Industry trade

End to unfair trading practices will give South African poultry industry wings

AS Broiler farmer and president of the South African Poultry Association (Sapa), I read with interest the article by Banele Ginindza “The reorganization of the poultry industry is now on track” (Business Report, June 30 ).

Even before the Poultry Industry Master Plan was signed 18 months ago, South African poultry farmers were focused on food security and creating thousands of jobs for South Africans. The growth and expansion of the industry is essential not only for us as individual farmers, or for the industry body that represents large and small producers, but also for South African consumers, who create the demand for affordable and popular protein.

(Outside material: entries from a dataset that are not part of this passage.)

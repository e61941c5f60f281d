//! Error taxonomy of the session controller.

use thiserror::Error;

/// Config rejections, returned synchronously on `EnableTracing` before any
/// resource is reserved.
#[derive(Debug, Clone, PartialEq, Eq, Error)]
pub enum ConfigError {
    #[error("config declares no buffers")]
    NoBuffers,

    #[error("buffer {index} has zero size")]
    ZeroSizeBuffer { index: usize },

    #[error("data source '{name}' targets nonexistent buffer {target}")]
    BadTargetBuffer { name: String, target: u32 },

    #[error("data source '{name}' declared twice")]
    DuplicateDataSource { name: String },

    #[error("requested {requested_kb} KiB of buffers, budget is {budget_kb} KiB")]
    OverBudget { requested_kb: u64, budget_kb: u64 },

    #[error("write_into_file set without an output_path")]
    MissingOutputPath,

    #[error("trigger config has no trigger names")]
    EmptyTriggerSet,

    #[error("environment variable {name} is not valid: {value}")]
    BadEnvValue { name: &'static str, value: String },
}

/// Errors crossing the service boundary.
#[derive(Debug, Error)]
pub enum ServiceError {
    /// The peer broke the wire or ABI contract. Fatal to that connection,
    /// invisible to every other one.
    #[error("protocol violation: {0}")]
    ProtocolViolation(String),

    /// Budgets exhausted; the trace continues in degraded mode where it
    /// can, and this surfaces where it cannot even start.
    #[error("resource exhausted: {0}")]
    ResourceExhausted(String),

    /// A peer missed an ack deadline. Recorded, never escalated.
    #[error("timed out waiting for {0}")]
    Timeout(&'static str),

    /// Rejected before Running; nothing was reserved.
    #[error("invalid config: {0}")]
    ConfigInvalid(#[from] ConfigError),

    /// The peer went away mid-operation.
    #[error("peer disconnected")]
    PeerDisconnected,

    /// Command names a session this consumer does not own (or that never
    /// existed).
    #[error("unknown session {0}")]
    UnknownSession(u64),

    /// The service loop is gone; only seen during shutdown.
    #[error("service is shut down")]
    ServiceGone,
}

impl ServiceError {
    /// True if the originating connection must be torn down.
    #[inline]
    pub fn is_fatal_to_connection(&self) -> bool {
        matches!(self, Self::ProtocolViolation(_))
    }

    /// True for conditions a consumer may simply retry or ignore.
    #[inline]
    pub fn is_recoverable(&self) -> bool {
        matches!(self, Self::Timeout(_) | Self::ResourceExhausted(_))
    }
}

So, as an industry, we applauded Minister Ebrahim Patel’s blueprint and dedication to finding solutions to the stubborn problems that have kept this industry from growing at the same rate as the demand for chicken. As the second largest industry in the agricultural sector, we are key to boosting the country’s economic growth, creating jobs in poultry, but also in grain production, transportation, packaging, pharmacy, infrastructure and more. .

We could do so much more if our markets were secure, in the same way that the EU takes strict measures to reserve market space for its own producers in order to strengthen their national economies. It just makes sense that we need to stop the unfair trade practices, banned by the World Trade Organization, that are hindering this growth. Examining the inefficient tariff structure, as called for by the master plan, is essential if we are to reach a place where fair imports can compete with our own locally produced chicken on a level playing field.

The resistance of irresponsible importers, who also signed the master plan and now aim to impede its progress, is infuriating and counterproductive. We have so many difficult challenges to overcome in South Africa; but providing affordable chicken to all of our people while creating jobs and raising taxes is achievable.

We would like to build on the process which has already created 4.7 billion rand growth and 1,298 new jobs, and we support Patel’s efforts, so that we can increase our contribution to the gross domestic product by 48 billion rand in 2019 to around R 54 billion in 2022. That makes sense for all of South Africa.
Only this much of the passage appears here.